This is a fact of life in every nation. As Irenäus Eibl-Eibesfeldt wrote: “Public opinion is formed by interest groups (politicians, arms manufacturers, the military) that deceive the electorate by giving them false or one-sided information.” In a similar vein, historian H. E. Barnes wrote: “Since the wars of the French Revolution . . . copious and compelling propaganda [has] been continued and greatly increased to protect warfare against popular dissent, opposition, and factual analysis of issues.”
As a consequence, “practically anybody can be persuaded and manipulated in such a way that he will more or less voluntarily enter a situation wherein he must kill and perhaps die.” (War, by Gwynne Dyer) Thus, by reason of their political and economic power, the “elite” can control the media in order to prepare the masses for the bloodbath.
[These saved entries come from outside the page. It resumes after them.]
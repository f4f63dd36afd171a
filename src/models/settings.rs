//! Patient and lab settings blobs, plus the resolution rules that read them.
//!
//! Both blobs are stored as JSON text and decoded here once. Unknown keys are
//! preserved-by-ignoring: we only read what the curation engine needs.

use serde::{Deserialize, Serialize};

use super::enums::Course;
use crate::config::{DEFAULT_ALLERGEN_THRESHOLD, DEFAULT_RECIPES_PER_COURSE};

/// Sparse per-course integers (`{"starter": 2, "dessert": 4}`).
#[derive(Debug, Clone, Copy, Default, PartialEq, Eq, Serialize, Deserialize)]
pub struct CourseCounts {
    #[serde(default, skip_serializing_if = "Option::is_none")]
    pub starter: Option<u32>,
    #[serde(default, skip_serializing_if = "Option::is_none")]
    pub main_course: Option<u32>,
    #[serde(default, skip_serializing_if = "Option::is_none")]
    pub dessert: Option<u32>,
}

impl CourseCounts {
    pub fn get(&self, course: Course) -> Option<u32> {
        match course {
            Course::Starter => self.starter,
            Course::MainCourse => self.main_course,
            Course::Dessert => self.dessert,
        }
    }

    pub fn set(&mut self, course: Course, value: u32) {
        let slot = match course {
            Course::Starter => &mut self.starter,
            Course::MainCourse => &mut self.main_course,
            Course::Dessert => &mut self.dessert,
        };
        *slot = Some(value);
    }
}

/// Cached catalog population per course. Written only by the assignment run.
pub type RecipeTotals = CourseCounts;

#[derive(Debug, Clone, Default, PartialEq, Serialize, Deserialize)]
pub struct PatientSettings {
    #[serde(default, deserialize_with = "string_ids")]
    pub favorites: Vec<String>,
    #[serde(default)]
    pub recipes_per_course: CourseCounts,
    #[serde(default)]
    pub recipe_totals: RecipeTotals,
}

#[derive(Debug, Clone, Default, PartialEq, Serialize, Deserialize)]
pub struct LabSettings {
    #[serde(default, skip_serializing_if = "Option::is_none")]
    pub allergen_threshold: Option<f64>,
    #[serde(default)]
    pub recipes_per_course: CourseCounts,
}

// Older clients stored numeric catalog ids; anything else is dropped.
fn string_ids<'de, D>(deserializer: D) -> Result<Vec<String>, D::Error>
where
    D: serde::Deserializer<'de>,
{
    let raw: Option<Vec<serde_json::Value>> = Option::deserialize(deserializer)?;
    Ok(raw
        .unwrap_or_default()
        .into_iter()
        .filter_map(|v| match v {
            serde_json::Value::String(s) if !s.is_empty() => Some(s),
            serde_json::Value::Number(n) => Some(n.to_string()),
            _ => None,
        })
        .collect())
}

/// Fully resolved quota for one patient.
#[derive(Debug, Clone, Copy, PartialEq, Eq, Serialize, Deserialize)]
pub struct CourseQuota {
    pub starter: u32,
    pub main_course: u32,
    pub dessert: u32,
}

impl Default for CourseQuota {
    fn default() -> Self {
        Self::uniform(DEFAULT_RECIPES_PER_COURSE)
    }
}

impl CourseQuota {
    pub fn uniform(n: u32) -> Self {
        Self {
            starter: n,
            main_course: n,
            dessert: n,
        }
    }

    pub fn get(&self, course: Course) -> u32 {
        match course {
            Course::Starter => self.starter,
            Course::MainCourse => self.main_course,
            Course::Dessert => self.dessert,
        }
    }

    /// Resolve per course: patient setting → lab setting → default.
    pub fn resolve(patient: &PatientSettings, lab: Option<&LabSettings>) -> Self {
        let pick = |course: Course| {
            patient
                .recipes_per_course
                .get(course)
                .or_else(|| lab.and_then(|l| l.recipes_per_course.get(course)))
                .unwrap_or(DEFAULT_RECIPES_PER_COURSE)
        };
        Self {
            starter: pick(Course::Starter),
            main_course: pick(Course::MainCourse),
            dessert: pick(Course::Dessert),
        }
    }
}

/// Allergen threshold for a lab: lab setting → default.
///
/// Non-finite or negative settings are ignored.
pub fn resolve_threshold(lab: Option<&LabSettings>) -> f64 {
    lab.and_then(|l| l.allergen_threshold)
        .filter(|t| t.is_finite() && *t >= 0.0)
        .unwrap_or(DEFAULT_ALLERGEN_THRESHOLD)
}
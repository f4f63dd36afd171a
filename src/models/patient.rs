use serde::{Deserialize, Serialize};
use uuid::Uuid;

use super::settings::{LabSettings, PatientSettings};

#[derive(Debug, Clone, PartialEq, Serialize, Deserialize)]
pub struct Lab {
    pub id: Uuid,
    pub name: String,
    pub settings: LabSettings,
}

#[derive(Debug, Clone, PartialEq, Serialize, Deserialize)]
pub struct Patient {
    pub id: Uuid,
    pub lab_id: Option<Uuid>,
    pub display_name: String,
    pub settings: PatientSettings,
}
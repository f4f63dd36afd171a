pub mod catalog;
pub mod config;
pub mod curation;
pub mod db;
pub mod engine;
pub mod models;

pub use engine::CurationEngine;

use tracing_subscriber::EnvFilter;

/// Install the global tracing subscriber.
///
/// Honors `RUST_LOG`, falling back to `config::default_log_filter()`. Safe to
/// call more than once; later calls leave the first subscriber in place.
pub fn init_tracing() {
    let result = tracing_subscriber::fmt()
        .with_env_filter(
            EnvFilter::try_from_default_env()
                .unwrap_or_else(|_| EnvFilter::new(config::default_log_filter())),
        )
        .try_init();

    if result.is_ok() {
        tracing::info!("{} starting v{}", config::APP_NAME, config::APP_VERSION);
    }
}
Adolf Hitler and Joseph Goebbels, leaders of the ruling Nazi elite, were well aware of the importance of mind control and deception of the masses. On August 24, 1939, Hitler explained to a group of high officers his plans for the invasion of Poland: “I shall give a propagandist cause for starting the war. Never mind whether it is plausible or not. . . . In starting and waging a war, it is not Right that matters but Victory.”
Thus it is clear that a motivation has to be generated to make a nation rise up against another. But what are the key elements in generating war fever?
Who Make the Decisions?
Austrian economist Schumpeter wrote: “The orientation toward war is mainly fostered by the domestic interests of ruling classes but also by the influence of all those who stand to gain individually from a war policy, whether economically or socially.” These ruling classes have been defined as “elites [that] are at all times involved in trying to manipulate other elements of the population, or the public mood itself, so as to perpetuate themselves in power.”—Why War? by Professors Nelson and Olin.
Every nation has its ruling class, even though that group may be divided into different political factions. However, many observe that the power of the military elite in every nation should not be underestimated. Former U.S. Ambassador John K. Galbraith describes the military establishment as “by far the most powerful of the autonomous processes of government.” He continues: “The power of the military embraces not only the significant sources of power but . . . all the instruments of its enforcement. . . . More than any other exercise of power in our time it is the subject of grave public unease.”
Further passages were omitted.